Miren, hoy les doy a elegir entre la vida y el bien, por un lado, y la muerte y el mal, por el otro. Si obedecen lo que hoy les ordeno, y aman al Señor su Dios, y siguen sus caminos, y cumplen sus mandamientos, leyes y decretos, vivirán”.
Deuteronomio 30,15-16
Si buscamos en cualquier diccionario la definición del término “vivir”, encontramos que “vivir es tener un ser vida o estar vivo”, lo que naturalmente nos lleva a definir la muerte como “el fin de la vida”. Todo esto, por supuesto, considerando la muerte como el cese de la existencia de cualquier ser vivo, como el límite de nuestra propia existencia.
Pero, me pregunto: ¿No es acaso morir un poco cada día cuando no encontramos sentido a nuestras vidas? ¿Cuando, por más que respiremos, nada de lo que hacemos nos colma ni satisface? ¿Cuándo ya nada nos importa?
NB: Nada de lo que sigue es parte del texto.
impl IssueKey {
    /// Create a new key
    pub fn new(feed: impl Into<String>, date: NaiveDate, status: IssueStatus) -> Self {
        Self {
            feed: feed.into(),
            date,
            status,
        }
    }

    /// Whether this key belongs to the given publication
    pub fn is_variant_of(&self, publication: &IssuePublication) -> bool {
        self.feed == publication.feed && self.date == publication.date
    }
}

impl std::fmt::Display for IssueKey {
    fn fmt(&self, f: &mut std::fmt::Formatter<'_>) -> std::fmt::Result {
        write!(f, "{}/{}/{}", self.feed, self.date, self.status)
    }
}

/// Where a file lives on disk
#[derive(Clone, Copy, Debug, PartialEq, Eq, Hash, Serialize, Deserialize)]
#[serde(rename_all = "lowercase")]
pub enum StorageType {
    /// Scoped to one issue, deleted with it
    Issue,
    /// Shared between issues (fonts, stylesheets, resources)
    Global,
}

/// A remote file as described by the metadata API
#[derive(Clone, Debug, PartialEq, Eq, Hash, Serialize, Deserialize)]
pub struct FileEntry {
    /// File name, unique within its storage scope
    pub name: String,
    /// Storage scope
    pub storage_type: StorageType,
    /// Lowercase hex SHA-256 of the content
    pub sha256: String,
    /// Size in bytes
    pub size: u64,
    /// Modification time (unix millis)
    pub moment: i64,
}

/// Top-level metadata of an issue variant
#[derive(Clone, Debug, PartialEq, Eq, Serialize, Deserialize)]
pub struct IssueStub {
    /// Issue variant identity
    pub key: IssueKey,
    /// Base URL issue files are fetched from
    pub base_url: String,
    /// Minimum resource bundle version this issue needs
    pub min_resource_version: i64,
    /// When the issue finished downloading (`None` if never)
    pub downloaded_at: Option<DateTime<Utc>>,
    /// Last displayed position (section or article key)
    pub last_displayable: Option<String>,
}

/// Metadata and reading state of an article
#[derive(Clone, Debug, PartialEq, Eq, Serialize, Deserialize)]
pub struct ArticleStub {
    /// Article key, unique within its issue
    pub key: String,
    /// Feed of the issue containing the article
    pub issue_feed: String,
    /// Date of the issue containing the article
    pub issue_date: NaiveDate,
    /// Headline
    pub title: Option<String>,
    /// Teaser text
    pub teaser: Option<String>,
    /// Author names
    pub authors: Vec<String>,
    /// Whether the reader bookmarked the article
    pub bookmarked: bool,
    /// Reading progress (0-100)
    pub read_percentage: u8,
    /// Opaque scroll position
    pub read_position: Option<String>,
}
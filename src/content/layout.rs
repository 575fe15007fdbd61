//! On-disk placement of issue and global files.

use std::path::{Path, PathBuf};

use crate::db::GLOBAL_SCOPE;
use crate::error::{Error, Result};
use crate::types::{FileEntry, IssuePublication, StorageType};

/// Maps files to paths under the data directory
///
/// - issue files: `{data_dir}/{feed}/{date}/{name}`
/// - global files: `{data_dir}/global/{name}`
#[derive(Clone, Debug)]
pub struct StorageLayout {
    data_dir: PathBuf,
}

impl StorageLayout {
    /// Create a layout rooted at `data_dir`
    pub fn new(data_dir: impl Into<PathBuf>) -> Self {
        Self {
            data_dir: data_dir.into(),
        }
    }

    /// Root directory
    pub fn data_dir(&self) -> &Path {
        &self.data_dir
    }

    /// Directory holding the issue-scoped files of a publication
    pub fn issue_dir(&self, publication: &IssuePublication) -> PathBuf {
        self.data_dir
            .join(&publication.feed)
            .join(publication.date.to_string())
    }

    /// Destination of a file
    ///
    /// Rejects names that could escape their directory.
    pub fn path_for(&self, file: &FileEntry, publication: &IssuePublication) -> Result<PathBuf> {
        if file.name.is_empty()
            || file.name == "."
            || file.name.contains("..")
            || file.name.contains(['/', '\\'])
        {
            return Err(Error::InvalidDescriptor(format!(
                "unsafe file name {:?}",
                file.name
            )));
        }
        let dir = match file.storage_type {
            StorageType::Issue => self.issue_dir(publication),
            StorageType::Global => self.data_dir.join(GLOBAL_SCOPE),
        };
        Ok(dir.join(&file.name))
    }
}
El sentir del salmista es claro: Vivir plenamente es una elección. Obedecer lo que nos ordena, amarlo, seguir su camino. Lo contrario es muerte. El sinsentido. El vacío. Se cuenta que “un forastero llegó a un pueblo del interior y se dedicó a recorrer el cementerio del lugar. Le asombró ver que en las cruces de las tumbas estaba el nombre de la persona fallecida, todas a corta edad. Unos siete u ocho, los más diez u once. Le preguntó al cuidador del lugar por la desgracia que había acaecido en el pueblo al ver tantos niños fallecidos, a lo que el buen hombre respondió: No, no se trata de niños. Ocurre que por aquí no contamos la vida por los años calendarios, sino por la calidad de los años vividos”.